== Records shown ==
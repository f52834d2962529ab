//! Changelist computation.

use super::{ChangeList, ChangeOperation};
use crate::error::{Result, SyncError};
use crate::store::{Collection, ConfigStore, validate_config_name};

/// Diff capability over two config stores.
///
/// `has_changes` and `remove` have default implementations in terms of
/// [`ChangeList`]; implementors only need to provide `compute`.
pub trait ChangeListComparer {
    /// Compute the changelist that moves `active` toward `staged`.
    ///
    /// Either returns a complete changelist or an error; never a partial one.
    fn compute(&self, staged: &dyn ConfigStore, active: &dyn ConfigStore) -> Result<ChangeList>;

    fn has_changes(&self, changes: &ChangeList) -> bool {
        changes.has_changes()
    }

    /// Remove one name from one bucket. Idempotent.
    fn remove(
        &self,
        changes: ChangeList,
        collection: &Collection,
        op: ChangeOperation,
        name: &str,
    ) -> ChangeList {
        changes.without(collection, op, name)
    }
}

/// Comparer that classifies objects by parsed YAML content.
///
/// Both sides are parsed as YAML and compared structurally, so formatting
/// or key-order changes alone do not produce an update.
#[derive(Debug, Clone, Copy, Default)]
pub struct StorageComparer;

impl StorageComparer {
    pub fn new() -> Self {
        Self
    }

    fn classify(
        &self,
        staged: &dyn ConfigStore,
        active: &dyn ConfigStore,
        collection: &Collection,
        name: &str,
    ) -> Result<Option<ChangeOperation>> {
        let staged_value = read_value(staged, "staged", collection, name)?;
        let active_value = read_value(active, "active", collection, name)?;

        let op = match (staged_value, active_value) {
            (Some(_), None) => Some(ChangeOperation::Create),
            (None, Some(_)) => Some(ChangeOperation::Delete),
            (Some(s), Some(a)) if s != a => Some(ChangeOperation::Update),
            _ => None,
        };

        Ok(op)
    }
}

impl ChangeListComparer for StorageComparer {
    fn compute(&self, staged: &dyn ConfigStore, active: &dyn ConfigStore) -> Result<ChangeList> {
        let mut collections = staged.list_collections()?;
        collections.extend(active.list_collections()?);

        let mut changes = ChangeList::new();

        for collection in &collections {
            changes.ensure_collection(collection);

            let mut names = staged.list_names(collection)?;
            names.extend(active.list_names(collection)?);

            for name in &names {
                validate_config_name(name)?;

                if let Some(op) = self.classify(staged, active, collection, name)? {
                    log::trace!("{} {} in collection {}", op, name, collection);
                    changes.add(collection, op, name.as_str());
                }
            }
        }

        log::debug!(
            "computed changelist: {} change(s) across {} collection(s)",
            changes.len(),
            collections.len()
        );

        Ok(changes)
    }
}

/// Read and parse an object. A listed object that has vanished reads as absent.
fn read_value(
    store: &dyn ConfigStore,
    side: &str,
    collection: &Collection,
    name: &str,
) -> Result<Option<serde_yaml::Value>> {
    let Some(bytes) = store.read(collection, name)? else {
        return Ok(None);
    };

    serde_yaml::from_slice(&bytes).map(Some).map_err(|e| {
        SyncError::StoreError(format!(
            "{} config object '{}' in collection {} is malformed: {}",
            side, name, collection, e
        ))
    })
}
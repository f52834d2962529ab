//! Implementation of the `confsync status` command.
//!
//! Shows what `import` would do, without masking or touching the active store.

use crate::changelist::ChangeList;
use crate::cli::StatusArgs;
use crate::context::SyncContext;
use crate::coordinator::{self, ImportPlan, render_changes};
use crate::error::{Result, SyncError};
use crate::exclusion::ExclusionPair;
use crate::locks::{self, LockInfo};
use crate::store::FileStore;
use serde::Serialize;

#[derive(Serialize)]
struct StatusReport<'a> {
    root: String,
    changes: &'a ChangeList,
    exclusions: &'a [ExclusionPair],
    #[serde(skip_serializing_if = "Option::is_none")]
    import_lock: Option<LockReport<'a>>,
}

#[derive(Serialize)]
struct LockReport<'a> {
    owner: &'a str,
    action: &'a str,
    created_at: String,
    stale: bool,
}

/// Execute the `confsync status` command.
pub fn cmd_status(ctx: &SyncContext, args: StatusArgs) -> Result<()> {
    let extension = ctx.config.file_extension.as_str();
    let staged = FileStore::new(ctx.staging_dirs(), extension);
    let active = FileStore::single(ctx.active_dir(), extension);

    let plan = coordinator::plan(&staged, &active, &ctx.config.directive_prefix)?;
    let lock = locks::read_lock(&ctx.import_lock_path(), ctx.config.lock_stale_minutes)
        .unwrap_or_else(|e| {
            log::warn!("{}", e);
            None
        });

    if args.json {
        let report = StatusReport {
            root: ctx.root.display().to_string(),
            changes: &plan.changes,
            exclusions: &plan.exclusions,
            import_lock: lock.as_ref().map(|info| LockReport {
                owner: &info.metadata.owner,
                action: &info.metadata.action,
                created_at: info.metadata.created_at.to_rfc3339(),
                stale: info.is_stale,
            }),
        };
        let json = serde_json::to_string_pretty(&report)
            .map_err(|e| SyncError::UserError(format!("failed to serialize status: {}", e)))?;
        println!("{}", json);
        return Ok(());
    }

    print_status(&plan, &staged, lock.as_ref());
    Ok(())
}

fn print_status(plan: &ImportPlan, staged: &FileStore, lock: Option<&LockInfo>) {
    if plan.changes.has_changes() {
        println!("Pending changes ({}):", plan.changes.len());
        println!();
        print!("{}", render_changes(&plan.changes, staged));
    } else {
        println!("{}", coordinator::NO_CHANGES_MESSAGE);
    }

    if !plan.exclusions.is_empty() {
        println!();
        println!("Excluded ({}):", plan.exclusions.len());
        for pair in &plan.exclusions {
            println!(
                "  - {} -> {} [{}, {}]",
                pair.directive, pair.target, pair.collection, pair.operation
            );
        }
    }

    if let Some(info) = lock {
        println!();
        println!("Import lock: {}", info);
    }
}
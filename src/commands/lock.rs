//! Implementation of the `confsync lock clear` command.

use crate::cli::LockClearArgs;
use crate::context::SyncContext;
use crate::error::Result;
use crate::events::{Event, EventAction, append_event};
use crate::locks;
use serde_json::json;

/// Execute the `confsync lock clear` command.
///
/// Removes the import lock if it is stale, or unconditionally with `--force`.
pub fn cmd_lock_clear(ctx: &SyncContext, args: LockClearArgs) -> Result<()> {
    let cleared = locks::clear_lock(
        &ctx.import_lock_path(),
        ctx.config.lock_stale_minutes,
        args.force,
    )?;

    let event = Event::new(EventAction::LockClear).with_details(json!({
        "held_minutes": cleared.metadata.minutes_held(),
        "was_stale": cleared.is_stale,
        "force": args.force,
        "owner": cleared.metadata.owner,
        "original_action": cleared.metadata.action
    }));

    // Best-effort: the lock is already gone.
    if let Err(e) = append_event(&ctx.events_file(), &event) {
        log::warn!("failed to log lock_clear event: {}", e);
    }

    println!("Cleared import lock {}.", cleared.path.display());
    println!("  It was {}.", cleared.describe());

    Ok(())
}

...

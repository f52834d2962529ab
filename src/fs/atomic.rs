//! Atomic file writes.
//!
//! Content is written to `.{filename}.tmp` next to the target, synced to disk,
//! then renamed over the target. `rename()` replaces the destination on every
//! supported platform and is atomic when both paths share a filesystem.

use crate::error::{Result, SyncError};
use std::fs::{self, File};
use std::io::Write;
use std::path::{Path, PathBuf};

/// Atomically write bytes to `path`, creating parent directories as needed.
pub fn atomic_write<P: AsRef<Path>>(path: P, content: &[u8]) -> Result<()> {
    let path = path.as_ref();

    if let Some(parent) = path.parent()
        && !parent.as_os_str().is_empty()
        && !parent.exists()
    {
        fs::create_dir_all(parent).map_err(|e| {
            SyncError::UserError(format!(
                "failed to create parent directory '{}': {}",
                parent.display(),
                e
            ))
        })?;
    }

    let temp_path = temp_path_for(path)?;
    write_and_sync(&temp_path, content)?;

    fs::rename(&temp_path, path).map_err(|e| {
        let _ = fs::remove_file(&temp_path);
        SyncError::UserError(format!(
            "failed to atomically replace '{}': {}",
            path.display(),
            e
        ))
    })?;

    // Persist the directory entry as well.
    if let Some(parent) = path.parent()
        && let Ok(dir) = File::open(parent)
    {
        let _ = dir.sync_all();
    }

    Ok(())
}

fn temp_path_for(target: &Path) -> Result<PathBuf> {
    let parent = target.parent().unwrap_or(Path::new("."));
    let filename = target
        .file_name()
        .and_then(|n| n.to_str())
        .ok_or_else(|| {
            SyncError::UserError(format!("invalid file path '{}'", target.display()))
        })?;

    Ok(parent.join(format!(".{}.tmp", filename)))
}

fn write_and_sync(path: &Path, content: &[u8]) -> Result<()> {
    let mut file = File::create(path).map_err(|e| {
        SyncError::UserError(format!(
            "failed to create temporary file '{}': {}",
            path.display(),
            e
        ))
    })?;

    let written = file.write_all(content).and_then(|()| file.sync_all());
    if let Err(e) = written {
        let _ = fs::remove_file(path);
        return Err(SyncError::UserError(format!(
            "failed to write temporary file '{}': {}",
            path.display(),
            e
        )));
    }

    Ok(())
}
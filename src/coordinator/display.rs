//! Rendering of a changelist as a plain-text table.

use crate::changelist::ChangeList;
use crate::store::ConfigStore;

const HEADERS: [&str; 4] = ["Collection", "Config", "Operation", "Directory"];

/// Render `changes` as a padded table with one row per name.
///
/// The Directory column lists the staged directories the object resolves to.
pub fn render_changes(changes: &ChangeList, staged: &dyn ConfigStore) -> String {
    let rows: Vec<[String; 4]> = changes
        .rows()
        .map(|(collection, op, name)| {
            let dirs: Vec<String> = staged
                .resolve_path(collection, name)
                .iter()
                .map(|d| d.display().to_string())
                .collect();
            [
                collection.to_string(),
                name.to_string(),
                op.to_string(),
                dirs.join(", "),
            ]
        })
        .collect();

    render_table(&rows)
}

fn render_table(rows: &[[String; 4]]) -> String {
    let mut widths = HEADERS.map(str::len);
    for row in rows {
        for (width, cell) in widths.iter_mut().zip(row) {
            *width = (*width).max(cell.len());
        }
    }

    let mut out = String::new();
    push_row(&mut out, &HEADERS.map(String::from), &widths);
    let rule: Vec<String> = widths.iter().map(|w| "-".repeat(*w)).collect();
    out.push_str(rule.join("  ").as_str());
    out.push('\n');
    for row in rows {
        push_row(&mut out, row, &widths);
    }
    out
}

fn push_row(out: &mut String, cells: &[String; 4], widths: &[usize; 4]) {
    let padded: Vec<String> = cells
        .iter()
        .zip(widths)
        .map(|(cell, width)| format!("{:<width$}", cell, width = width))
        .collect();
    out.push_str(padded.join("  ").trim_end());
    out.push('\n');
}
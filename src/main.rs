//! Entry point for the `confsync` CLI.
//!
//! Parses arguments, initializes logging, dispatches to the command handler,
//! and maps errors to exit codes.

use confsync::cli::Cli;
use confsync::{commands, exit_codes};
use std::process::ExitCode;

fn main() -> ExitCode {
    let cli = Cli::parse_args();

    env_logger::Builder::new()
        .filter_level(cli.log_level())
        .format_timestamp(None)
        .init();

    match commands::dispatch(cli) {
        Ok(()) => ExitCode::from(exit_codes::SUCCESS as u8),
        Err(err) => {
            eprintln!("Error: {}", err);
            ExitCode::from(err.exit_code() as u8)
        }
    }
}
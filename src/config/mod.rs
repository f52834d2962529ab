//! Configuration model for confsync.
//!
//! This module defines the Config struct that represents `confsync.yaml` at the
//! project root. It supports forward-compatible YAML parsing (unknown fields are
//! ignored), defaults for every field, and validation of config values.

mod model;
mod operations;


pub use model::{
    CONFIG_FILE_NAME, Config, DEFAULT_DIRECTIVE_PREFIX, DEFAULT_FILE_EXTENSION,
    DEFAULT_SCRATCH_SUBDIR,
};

---

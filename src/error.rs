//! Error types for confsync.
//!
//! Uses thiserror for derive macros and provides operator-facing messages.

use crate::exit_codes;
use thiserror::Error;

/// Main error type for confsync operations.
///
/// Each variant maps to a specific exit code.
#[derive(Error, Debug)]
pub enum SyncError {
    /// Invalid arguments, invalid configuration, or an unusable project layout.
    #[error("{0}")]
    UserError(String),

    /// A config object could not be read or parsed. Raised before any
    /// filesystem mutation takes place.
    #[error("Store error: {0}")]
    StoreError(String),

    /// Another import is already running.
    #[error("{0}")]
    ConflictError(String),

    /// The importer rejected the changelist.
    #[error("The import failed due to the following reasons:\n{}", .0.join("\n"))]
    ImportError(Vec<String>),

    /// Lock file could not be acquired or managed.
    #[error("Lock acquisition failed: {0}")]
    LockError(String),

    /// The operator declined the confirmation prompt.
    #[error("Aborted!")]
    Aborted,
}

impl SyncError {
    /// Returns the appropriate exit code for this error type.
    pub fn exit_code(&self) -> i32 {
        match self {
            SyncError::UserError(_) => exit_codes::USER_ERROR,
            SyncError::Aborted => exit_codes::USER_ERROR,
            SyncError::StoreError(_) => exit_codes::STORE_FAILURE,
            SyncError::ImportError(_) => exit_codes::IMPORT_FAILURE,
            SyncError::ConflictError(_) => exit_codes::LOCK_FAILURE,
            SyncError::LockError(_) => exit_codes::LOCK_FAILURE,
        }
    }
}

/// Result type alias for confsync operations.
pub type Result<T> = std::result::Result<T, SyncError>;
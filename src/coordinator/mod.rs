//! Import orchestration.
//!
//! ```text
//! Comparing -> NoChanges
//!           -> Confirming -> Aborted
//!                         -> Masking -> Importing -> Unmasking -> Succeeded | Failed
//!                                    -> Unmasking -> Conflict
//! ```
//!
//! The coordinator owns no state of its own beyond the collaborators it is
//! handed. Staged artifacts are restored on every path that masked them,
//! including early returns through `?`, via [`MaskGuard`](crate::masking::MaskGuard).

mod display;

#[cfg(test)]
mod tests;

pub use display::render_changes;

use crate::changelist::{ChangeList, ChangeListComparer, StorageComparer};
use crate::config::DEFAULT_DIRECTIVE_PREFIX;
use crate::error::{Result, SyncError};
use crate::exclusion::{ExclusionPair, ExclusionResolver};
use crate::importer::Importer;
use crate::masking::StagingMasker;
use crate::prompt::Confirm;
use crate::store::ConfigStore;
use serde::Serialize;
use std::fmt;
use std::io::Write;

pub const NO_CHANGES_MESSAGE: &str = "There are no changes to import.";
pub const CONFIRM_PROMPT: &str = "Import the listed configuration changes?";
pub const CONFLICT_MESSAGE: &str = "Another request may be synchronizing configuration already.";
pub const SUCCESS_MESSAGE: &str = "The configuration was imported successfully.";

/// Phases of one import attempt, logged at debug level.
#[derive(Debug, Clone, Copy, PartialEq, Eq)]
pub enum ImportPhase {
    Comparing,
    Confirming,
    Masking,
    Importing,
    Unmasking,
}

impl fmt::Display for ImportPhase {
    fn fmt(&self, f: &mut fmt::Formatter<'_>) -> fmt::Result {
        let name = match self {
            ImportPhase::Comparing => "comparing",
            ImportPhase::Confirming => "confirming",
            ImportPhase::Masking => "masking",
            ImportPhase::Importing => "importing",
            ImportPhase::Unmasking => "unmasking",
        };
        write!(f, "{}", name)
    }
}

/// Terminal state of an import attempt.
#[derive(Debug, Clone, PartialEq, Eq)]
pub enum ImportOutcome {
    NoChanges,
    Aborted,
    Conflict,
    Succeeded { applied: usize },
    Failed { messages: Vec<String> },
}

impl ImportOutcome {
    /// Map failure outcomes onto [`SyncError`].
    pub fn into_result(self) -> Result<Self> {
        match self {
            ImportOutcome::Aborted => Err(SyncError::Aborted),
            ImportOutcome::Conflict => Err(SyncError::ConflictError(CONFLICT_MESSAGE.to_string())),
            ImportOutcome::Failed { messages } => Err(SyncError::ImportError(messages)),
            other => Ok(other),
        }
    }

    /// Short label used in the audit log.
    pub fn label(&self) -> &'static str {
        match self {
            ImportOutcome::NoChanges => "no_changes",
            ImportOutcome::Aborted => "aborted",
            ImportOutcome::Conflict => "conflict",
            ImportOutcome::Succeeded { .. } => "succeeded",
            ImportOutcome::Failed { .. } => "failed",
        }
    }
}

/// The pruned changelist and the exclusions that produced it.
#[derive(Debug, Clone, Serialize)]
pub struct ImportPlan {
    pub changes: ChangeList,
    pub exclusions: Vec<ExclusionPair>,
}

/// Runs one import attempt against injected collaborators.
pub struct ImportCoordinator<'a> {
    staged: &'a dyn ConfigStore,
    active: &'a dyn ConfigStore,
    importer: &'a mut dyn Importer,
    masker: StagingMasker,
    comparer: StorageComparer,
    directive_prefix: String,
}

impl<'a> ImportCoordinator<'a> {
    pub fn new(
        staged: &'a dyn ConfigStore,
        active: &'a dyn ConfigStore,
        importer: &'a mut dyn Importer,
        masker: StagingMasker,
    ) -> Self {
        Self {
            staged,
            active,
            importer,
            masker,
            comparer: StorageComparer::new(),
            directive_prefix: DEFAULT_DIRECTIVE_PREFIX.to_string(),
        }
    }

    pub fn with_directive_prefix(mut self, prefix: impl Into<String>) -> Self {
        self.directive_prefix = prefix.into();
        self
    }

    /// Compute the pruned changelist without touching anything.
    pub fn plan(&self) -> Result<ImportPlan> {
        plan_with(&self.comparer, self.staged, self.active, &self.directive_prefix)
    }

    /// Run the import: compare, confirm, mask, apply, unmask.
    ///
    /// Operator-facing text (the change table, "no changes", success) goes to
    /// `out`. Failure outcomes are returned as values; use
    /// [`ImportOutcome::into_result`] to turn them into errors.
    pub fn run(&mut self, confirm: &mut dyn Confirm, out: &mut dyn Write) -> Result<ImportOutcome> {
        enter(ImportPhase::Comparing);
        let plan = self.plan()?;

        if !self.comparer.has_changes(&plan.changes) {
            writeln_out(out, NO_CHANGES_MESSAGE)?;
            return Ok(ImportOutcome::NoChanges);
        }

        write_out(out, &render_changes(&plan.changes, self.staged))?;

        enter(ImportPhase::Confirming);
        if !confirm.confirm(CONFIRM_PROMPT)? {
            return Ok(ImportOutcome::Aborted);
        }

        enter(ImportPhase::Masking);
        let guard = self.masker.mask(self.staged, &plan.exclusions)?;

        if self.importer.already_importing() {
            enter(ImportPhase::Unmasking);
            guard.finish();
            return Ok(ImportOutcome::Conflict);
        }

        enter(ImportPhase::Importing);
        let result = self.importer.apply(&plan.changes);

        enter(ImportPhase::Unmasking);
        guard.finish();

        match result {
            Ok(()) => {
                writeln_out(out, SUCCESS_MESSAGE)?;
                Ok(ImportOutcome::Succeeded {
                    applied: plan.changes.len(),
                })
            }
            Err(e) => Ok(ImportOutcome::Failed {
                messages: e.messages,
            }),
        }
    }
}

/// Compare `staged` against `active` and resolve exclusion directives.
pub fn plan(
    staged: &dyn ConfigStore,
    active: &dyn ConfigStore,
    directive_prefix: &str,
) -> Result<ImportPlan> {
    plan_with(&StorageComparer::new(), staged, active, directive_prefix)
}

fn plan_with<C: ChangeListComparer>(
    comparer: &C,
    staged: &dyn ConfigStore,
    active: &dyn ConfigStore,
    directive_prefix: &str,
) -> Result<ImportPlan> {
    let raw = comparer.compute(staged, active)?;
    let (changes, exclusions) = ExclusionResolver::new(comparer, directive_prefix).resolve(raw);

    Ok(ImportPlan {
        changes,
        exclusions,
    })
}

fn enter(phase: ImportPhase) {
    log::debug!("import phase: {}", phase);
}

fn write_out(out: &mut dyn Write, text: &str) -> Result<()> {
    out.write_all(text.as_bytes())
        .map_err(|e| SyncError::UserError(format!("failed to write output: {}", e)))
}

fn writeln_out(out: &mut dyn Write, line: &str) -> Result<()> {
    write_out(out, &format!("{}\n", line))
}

== Exercise ==
A complete answer lists each line of the data that holds the word "thiserror".

== Response ==
//! Uses thiserror for derive macros and provides operator-facing messages.
use thiserror::Error;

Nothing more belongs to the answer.